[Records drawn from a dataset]
++++

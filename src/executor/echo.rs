use super::{QueryExecutor, QueryPage, QueryParams};
use crate::config::EndpointDefinition;
use serde_json::json;

/// Query executor that answers with the parameters it was given.
///
/// Used by `flapi serve` when no database backend is wired in, and in tests.
#[derive(Debug, Clone, Copy, Default)]
pub struct EchoQueryExecutor;

impl QueryExecutor for EchoQueryExecutor {
    fn query(
        &self,
        endpoint: &EndpointDefinition,
        params: &QueryParams,
    ) -> anyhow::Result<QueryPage> {
        let row = json!({
            "url_path": endpoint.url_path,
            "method": endpoint.method.as_str(),
            "template_source": endpoint.template_source,
            "params": params,
        });
        Ok(QueryPage {
            rows: vec![row],
            next: None,
            total_count: 1,
        })
    }
}
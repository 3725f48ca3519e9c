//! # Router Module
//!
//! Path matching and parameter extraction for configured endpoints.
//!
//! ## Overview
//!
//! The router is responsible for:
//! - Compiling `url-path` templates such as `/customers/:customer_id/orders`
//! - Matching incoming request paths against the templates for one method
//! - Extracting and percent-decoding named path parameters
//!
//! ## Architecture
//!
//! 1. **Compilation**: when a catalog snapshot is built, each template is split
//!    into literal and capture segments ([`UrlTemplate`]). Malformed templates are
//!    rejected there, never at request time.
//!
//! 2. **Matching**: [`RouteResolver`] walks the candidates for the request method in
//!    configuration order and returns the first structural match.
//!
//! ## Example
//!
//! ```rust,ignore
//! use flapi::router::RouteResolver;
//! use http::Method;
//!
//! let resolver = RouteResolver::new(catalog);
//! if let Some(route) = resolver.resolve(&Method::GET, "/customers/42/orders") {
//!     assert_eq!(route.get_path_param("customer_id"), Some("42"));
//! }
//! ```

mod core;
mod template;

pub use core::{ParamVec, ResolvedRoute, RouteResolver, MAX_INLINE_PARAMS};
pub use template::{Segment, UrlTemplate, CAPTURE_MARKER};
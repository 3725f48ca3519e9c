use crate::catalog::{CatalogSnapshot, EndpointCatalog};
use crate::config::{ConfigSource, YamlConfigSource};
use crate::docs::{self, DocSynthesizer, SecuritySchemeCatalog, UnavailableDescriber};
use crate::executor::{EchoQueryExecutor, PolicyExecutor};
use crate::hot_reload::watch_config;
use crate::runtime_config::RuntimeConfig;
use crate::server::{GatewayService, HttpServer};
use anyhow::Context;
use clap::{Parser, Subcommand, ValueEnum};
use std::path::PathBuf;
use std::sync::Arc;
use tracing::info;

#[derive(Parser, Debug)]
#[command(name = "flapi")]
#[command(version, about = "Configuration-driven API gateway", long_about = None)]
pub struct Cli {
    #[command(subcommand)]
    pub command: Commands,
}

#[derive(Subcommand, Debug)]
pub enum Commands {
    /// Serve the configured endpoints over HTTP
    Serve {
        #[arg(short, long, env = "FLAPI_CONFIG")]
        config: PathBuf,

        #[arg(long, default_value = "0.0.0.0:8080")]
        addr: String,

        #[arg(long, default_value_t = false)]
        watch: bool,

        #[arg(long)]
        base_url: Option<String>,
    },
    /// Validate the configuration and list its routes
    Routes {
        #[arg(short, long, env = "FLAPI_CONFIG")]
        config: PathBuf,
    },
    /// Print the OpenAPI document for the configuration
    Openapi {
        #[arg(short, long, env = "FLAPI_CONFIG")]
        config: PathBuf,

        #[arg(long, value_enum, default_value_t = DocFormat::Json)]
        format: DocFormat,

        #[arg(long, default_value = "http://localhost:8080")]
        base_url: String,
    },
}

#[derive(Debug, Clone, Copy, PartialEq, Eq, ValueEnum)]
pub enum DocFormat {
    Json,
    Yaml,
}

/// One line per endpoint: method, template, and enabled policies.
pub fn render_routes(snapshot: &CatalogSnapshot) -> String {
    let mut out = String::new();
    for entry in snapshot.entries() {
        let endpoint = &entry.endpoint;
        let mut policies = Vec::new();
        if endpoint.auth.enabled {
            policies.push(format!("auth={}", endpoint.auth.scheme.scheme_name()));
        }
        if endpoint.rate_limit.enabled {
            policies.push(format!(
                "rate-limit={}/{}s",
                endpoint.rate_limit.max, endpoint.rate_limit.interval
            ));
        }
        out.push_str(&format!("{:<7} {}", endpoint.method.as_str(), endpoint.url_path));
        if !policies.is_empty() {
            out.push_str(&format!("  [{}]", policies.join(", ")));
        }
        out.push('\n');
    }
    out
}

pub fn render_openapi(
    catalog: Arc<EndpointCatalog>,
    base_url: &str,
    format: DocFormat,
) -> anyhow::Result<String> {
    let synthesizer = DocSynthesizer::new(catalog, Arc::new(UnavailableDescriber));
    let doc = synthesizer.synthesize(base_url, &SecuritySchemeCatalog::standard());
    match format {
        DocFormat::Json => docs::to_json(&doc).context("failed to render OpenAPI JSON"),
        DocFormat::Yaml => docs::to_yaml(&doc).context("failed to render OpenAPI YAML"),
    }
}

pub fn run_cli(cli: Cli) -> anyhow::Result<()> {
    match cli.command {
        Commands::Serve {
            config,
            addr,
            watch,
            base_url,
        } => {
            RuntimeConfig::from_env().apply();

            let source: Arc<dyn ConfigSource> = Arc::new(YamlConfigSource::new(&config));
            let catalog = Arc::new(EndpointCatalog::load(source.as_ref())?);
            let executor = Arc::new(PolicyExecutor::new(Arc::new(EchoQueryExecutor)));

            let mut service = GatewayService::new(
                Arc::clone(&catalog),
                Arc::clone(&source),
                executor,
                Arc::new(UnavailableDescriber),
            );
            if let Some(base_url) = base_url {
                service = service.with_base_url(base_url);
            }

            // Dropping the watcher stops reloads, so it lives until the server exits
            let _watcher = if watch {
                Some(
                    watch_config(&config, Arc::clone(&catalog), source)
                        .context("failed to watch configuration file")?,
                )
            } else {
                None
            };

            let handle = HttpServer(service)
                .start(addr.as_str())
                .with_context(|| format!("failed to bind {addr}"))?;
            info!(addr = %handle.addr(), endpoints_count = catalog.snapshot().len(), "flapi serving");
            handle
                .join()
                .map_err(|e| anyhow::anyhow!("server coroutine panicked: {e:?}"))
        }
        Commands::Routes { config } => {
            let catalog = EndpointCatalog::load(&YamlConfigSource::new(&config))?;
            print!("{}", render_routes(&catalog.snapshot()));
            Ok(())
        }
        Commands::Openapi {
            config,
            format,
            base_url,
        } => {
            let catalog = Arc::new(EndpointCatalog::load(&YamlConfigSource::new(&config))?);
            println!("{}", render_openapi(catalog, &base_url, format)?);
            Ok(())
        }
    }
}
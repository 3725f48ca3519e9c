//! # Documentation Module
//!
//! Builds an OpenAPI 3.0 document from the endpoint catalog.
//!
//! ## Overview
//!
//! Static endpoint metadata (request fields, auth, rate limit) comes straight from
//! the catalog. The row shape inside each endpoint's response comes from a
//! [`SchemaDescriber`]: the query engine is asked to *describe* the endpoint's
//! query without executing it. When that fails for one endpoint, only that
//! endpoint's row schema is left empty and flagged with `x-schema-error`; the
//! rest of the document is unaffected.
//!
//! The document is a [`DocumentNode`] (`serde_json::Value` with insertion-ordered
//! objects). It is rebuilt on every call and never cached, so two calls against
//! the same catalog snapshot produce identical output.
//!
//! ## Example
//!
//! ```rust,ignore
//! use flapi::docs::{DocSynthesizer, SecuritySchemeCatalog, UnavailableDescriber};
//!
//! let synthesizer = DocSynthesizer::new(catalog, Arc::new(UnavailableDescriber));
//! let doc = synthesizer.synthesize("http://localhost:8080", &SecuritySchemeCatalog::standard());
//! println!("{}", flapi::docs::to_yaml(&doc)?);
//! ```

mod describe;
mod synthesizer;
#[cfg(test)]
mod tests;

pub use describe::{
    sql_type_to_schema, ColumnDescription, SchemaDescriber, StaticSchemaDescriber,
    UnavailableDescriber,
};
pub use synthesizer::{
    DocSynthesizer, SecuritySchemeCatalog, DEFAULT_DESCRIBE_TIMEOUT, OPENAPI_VERSION,
};

/// Order-preserving document tree produced by synthesis.
pub type DocumentNode = serde_json::Value;

/// Serialize a document as pretty-printed JSON.
pub fn to_json(doc: &DocumentNode) -> Result<String, serde_json::Error> {
    serde_json::to_string_pretty(doc)
}

/// Serialize a document as YAML.
pub fn to_yaml(doc: &DocumentNode) -> Result<String, serde_yaml::Error> {
    serde_yaml::to_string(doc)
}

++++

● **What you will do**:
The number of lines in the records that include "self" is what is needed, with no other words.

● **Solution to the problem**:
2